When you reach the line that contains "pm25 <= 55.0" in the data below, start reproducing lines exactly, and stop after the line that contains "and token management".

=== Section Start ===

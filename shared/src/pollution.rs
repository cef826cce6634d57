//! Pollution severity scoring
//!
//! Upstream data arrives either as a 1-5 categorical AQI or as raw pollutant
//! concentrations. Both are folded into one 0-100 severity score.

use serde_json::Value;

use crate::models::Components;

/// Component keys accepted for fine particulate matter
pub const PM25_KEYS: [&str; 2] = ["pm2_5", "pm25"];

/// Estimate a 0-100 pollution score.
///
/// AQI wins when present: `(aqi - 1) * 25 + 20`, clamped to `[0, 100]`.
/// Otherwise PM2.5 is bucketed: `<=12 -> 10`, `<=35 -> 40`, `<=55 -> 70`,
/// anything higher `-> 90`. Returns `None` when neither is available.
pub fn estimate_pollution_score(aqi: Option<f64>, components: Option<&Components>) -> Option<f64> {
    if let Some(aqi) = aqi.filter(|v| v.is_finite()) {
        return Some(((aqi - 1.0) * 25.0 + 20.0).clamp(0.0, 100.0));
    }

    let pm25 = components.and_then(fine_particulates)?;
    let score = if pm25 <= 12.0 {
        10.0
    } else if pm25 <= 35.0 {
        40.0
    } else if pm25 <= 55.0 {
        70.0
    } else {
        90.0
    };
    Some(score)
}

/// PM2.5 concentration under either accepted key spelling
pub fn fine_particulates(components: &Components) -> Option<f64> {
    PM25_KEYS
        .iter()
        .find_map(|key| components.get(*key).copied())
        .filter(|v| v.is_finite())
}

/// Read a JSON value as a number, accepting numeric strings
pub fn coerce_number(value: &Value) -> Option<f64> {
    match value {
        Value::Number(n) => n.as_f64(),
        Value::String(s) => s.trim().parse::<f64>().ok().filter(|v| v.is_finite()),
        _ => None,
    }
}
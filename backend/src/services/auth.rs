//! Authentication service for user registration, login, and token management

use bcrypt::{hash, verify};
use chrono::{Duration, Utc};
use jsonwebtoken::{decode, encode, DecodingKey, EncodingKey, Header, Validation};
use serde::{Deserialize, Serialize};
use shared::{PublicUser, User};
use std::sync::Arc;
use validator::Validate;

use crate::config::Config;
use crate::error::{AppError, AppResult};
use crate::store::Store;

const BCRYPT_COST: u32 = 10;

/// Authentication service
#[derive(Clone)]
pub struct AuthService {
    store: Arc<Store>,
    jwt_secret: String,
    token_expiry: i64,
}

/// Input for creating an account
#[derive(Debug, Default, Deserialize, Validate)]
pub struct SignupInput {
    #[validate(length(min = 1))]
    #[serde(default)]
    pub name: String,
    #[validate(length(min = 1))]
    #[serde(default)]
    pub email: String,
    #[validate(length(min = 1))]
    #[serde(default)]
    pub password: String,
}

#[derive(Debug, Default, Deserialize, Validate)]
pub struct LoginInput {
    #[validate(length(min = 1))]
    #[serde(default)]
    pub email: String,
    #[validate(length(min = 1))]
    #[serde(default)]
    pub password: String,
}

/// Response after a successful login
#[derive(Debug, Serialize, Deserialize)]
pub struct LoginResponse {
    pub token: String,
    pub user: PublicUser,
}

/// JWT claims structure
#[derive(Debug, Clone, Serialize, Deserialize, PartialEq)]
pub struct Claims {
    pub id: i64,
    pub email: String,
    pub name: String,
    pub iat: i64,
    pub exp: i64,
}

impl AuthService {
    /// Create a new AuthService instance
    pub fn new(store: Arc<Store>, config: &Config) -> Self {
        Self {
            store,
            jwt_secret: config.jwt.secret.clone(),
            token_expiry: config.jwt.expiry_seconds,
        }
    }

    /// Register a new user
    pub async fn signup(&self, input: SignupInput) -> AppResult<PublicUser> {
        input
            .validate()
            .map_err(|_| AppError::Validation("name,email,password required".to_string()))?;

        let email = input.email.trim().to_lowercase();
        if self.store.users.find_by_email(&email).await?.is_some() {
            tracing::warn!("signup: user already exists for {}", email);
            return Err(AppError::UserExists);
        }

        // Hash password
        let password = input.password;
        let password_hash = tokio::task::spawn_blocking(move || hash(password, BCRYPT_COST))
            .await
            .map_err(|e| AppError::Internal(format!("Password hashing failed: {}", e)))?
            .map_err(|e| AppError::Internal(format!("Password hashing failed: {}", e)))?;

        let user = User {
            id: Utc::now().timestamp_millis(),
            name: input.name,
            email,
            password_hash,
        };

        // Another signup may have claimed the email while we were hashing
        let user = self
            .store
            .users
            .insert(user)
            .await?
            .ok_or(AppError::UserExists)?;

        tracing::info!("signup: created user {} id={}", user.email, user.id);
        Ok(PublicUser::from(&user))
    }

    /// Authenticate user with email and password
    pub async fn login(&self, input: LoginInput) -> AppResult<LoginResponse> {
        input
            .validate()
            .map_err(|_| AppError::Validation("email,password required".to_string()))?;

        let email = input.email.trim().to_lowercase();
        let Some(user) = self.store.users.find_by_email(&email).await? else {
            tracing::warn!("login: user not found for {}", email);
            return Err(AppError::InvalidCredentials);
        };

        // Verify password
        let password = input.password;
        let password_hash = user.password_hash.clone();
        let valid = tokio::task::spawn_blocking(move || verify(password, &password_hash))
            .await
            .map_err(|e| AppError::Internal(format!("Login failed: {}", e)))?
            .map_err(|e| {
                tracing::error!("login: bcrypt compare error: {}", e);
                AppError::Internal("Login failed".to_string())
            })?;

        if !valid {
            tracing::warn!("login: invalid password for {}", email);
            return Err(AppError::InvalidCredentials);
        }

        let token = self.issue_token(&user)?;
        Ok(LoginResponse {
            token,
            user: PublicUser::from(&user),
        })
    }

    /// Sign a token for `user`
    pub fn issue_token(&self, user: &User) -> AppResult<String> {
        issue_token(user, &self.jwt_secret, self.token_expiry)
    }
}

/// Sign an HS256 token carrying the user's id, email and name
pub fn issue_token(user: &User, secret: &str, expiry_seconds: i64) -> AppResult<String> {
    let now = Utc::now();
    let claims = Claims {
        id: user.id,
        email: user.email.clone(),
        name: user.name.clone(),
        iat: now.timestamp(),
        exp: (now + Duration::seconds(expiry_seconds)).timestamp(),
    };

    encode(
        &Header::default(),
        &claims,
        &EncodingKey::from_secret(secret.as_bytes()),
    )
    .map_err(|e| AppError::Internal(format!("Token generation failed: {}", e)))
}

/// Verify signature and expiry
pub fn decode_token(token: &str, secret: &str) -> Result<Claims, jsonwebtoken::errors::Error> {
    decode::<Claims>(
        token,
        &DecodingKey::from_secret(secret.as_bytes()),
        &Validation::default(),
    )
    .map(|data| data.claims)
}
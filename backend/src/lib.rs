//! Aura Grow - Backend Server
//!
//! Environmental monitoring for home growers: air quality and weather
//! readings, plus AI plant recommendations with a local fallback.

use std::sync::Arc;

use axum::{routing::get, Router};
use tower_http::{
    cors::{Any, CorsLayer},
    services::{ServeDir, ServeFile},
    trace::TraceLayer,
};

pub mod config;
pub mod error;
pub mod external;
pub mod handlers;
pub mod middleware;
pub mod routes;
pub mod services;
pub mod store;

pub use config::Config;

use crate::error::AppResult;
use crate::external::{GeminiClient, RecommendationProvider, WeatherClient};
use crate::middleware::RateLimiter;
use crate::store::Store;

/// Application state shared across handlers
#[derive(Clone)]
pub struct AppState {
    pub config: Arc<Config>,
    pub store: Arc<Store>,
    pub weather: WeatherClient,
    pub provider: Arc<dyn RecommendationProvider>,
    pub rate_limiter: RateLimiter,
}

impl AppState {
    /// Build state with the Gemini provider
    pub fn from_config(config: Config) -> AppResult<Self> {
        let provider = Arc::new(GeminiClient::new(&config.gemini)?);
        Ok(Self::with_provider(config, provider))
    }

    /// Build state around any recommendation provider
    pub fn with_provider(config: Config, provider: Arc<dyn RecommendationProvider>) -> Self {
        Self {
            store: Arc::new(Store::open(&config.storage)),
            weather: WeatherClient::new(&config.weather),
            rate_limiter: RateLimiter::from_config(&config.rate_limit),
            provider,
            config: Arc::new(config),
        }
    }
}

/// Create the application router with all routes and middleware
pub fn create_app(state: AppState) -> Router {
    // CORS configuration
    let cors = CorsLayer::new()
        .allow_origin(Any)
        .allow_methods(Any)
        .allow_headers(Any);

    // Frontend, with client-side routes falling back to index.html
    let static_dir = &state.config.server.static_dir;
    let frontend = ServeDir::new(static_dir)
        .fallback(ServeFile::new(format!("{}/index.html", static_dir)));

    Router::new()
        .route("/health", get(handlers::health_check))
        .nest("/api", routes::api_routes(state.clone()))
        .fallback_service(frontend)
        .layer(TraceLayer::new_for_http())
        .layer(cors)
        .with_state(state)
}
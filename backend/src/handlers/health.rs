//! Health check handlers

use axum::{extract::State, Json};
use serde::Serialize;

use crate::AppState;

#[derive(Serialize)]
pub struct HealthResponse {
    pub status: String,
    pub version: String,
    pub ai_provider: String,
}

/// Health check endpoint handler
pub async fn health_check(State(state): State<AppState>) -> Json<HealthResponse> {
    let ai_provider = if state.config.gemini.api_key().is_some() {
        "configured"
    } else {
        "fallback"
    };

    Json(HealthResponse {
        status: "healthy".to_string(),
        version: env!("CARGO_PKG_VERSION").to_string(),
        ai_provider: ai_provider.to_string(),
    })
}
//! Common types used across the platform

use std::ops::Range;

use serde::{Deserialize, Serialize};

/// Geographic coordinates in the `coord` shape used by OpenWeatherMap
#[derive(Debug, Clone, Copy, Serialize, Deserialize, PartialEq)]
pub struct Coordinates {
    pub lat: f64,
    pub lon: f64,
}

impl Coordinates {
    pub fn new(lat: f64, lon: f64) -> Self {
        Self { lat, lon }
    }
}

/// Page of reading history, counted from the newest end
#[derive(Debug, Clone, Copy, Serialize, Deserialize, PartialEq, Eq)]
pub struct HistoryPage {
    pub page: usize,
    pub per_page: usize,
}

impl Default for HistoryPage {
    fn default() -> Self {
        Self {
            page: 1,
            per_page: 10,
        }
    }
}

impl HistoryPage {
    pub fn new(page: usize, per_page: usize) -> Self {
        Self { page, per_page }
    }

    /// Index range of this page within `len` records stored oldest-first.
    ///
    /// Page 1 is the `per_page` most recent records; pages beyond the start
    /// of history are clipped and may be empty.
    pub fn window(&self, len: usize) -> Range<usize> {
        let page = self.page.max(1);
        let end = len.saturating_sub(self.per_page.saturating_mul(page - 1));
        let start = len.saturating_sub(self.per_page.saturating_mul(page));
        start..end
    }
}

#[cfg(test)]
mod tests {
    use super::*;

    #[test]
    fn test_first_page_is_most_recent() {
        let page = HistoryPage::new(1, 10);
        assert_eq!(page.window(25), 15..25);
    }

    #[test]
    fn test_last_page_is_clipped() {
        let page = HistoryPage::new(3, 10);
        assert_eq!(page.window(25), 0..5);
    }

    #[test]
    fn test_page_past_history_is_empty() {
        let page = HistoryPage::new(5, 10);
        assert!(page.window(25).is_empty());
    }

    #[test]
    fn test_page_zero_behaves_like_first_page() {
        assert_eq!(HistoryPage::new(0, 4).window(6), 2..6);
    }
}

=== Section End ===
=== Section Start ===

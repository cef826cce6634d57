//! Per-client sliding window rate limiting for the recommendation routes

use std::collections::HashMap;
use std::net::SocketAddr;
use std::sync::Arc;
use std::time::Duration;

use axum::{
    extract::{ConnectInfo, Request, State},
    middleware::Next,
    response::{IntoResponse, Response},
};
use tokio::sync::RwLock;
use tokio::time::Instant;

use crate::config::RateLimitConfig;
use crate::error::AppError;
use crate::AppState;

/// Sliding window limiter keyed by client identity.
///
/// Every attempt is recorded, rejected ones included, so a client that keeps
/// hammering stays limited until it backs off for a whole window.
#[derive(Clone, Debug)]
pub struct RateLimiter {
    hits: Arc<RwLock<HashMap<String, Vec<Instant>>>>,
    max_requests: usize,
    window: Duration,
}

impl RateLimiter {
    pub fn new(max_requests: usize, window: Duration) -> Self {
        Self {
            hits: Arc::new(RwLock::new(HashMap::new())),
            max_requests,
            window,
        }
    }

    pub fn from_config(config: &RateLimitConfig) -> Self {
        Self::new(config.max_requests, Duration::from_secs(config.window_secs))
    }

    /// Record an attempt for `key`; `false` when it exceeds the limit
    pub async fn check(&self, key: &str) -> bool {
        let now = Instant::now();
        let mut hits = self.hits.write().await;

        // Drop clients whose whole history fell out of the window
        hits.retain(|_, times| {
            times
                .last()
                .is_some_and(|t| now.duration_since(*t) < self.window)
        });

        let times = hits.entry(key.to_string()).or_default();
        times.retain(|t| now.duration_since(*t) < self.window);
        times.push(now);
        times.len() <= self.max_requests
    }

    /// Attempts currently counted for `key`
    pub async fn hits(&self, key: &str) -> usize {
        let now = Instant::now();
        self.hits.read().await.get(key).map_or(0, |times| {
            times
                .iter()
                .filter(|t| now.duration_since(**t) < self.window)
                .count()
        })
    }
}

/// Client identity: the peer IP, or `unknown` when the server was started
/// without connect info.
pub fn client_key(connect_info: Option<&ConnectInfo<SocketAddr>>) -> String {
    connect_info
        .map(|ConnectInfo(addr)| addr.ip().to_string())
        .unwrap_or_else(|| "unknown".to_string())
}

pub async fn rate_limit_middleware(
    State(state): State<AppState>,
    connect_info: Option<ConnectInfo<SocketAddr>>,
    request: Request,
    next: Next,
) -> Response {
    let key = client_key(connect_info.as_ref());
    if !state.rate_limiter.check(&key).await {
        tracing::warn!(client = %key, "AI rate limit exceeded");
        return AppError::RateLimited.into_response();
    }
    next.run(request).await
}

=== Section End ===

• Reply to the exercise:
    } else if pm25 <= 55.0 {
        70.0
    } else {
        90.0
    };
    Some(score)
}

/// PM2.5 concentration under either accepted key spelling
pub fn fine_particulates(components: &Components) -> Option<f64> {
    PM25_KEYS
        .iter()
        .find_map(|key| components.get(*key).copied())
        .filter(|v| v.is_finite())
}

/// Read a JSON value as a number, accepting numeric strings
pub fn coerce_number(value: &Value) -> Option<f64> {
    match value {
        Value::Number(n) => n.as_f64(),
        Value::String(s) => s.trim().parse::<f64>().ok().filter(|v| v.is_finite()),
        _ => None,
    }
}
filename backend/src/services/auth.rs
//! Authentication service for user registration, login, and token management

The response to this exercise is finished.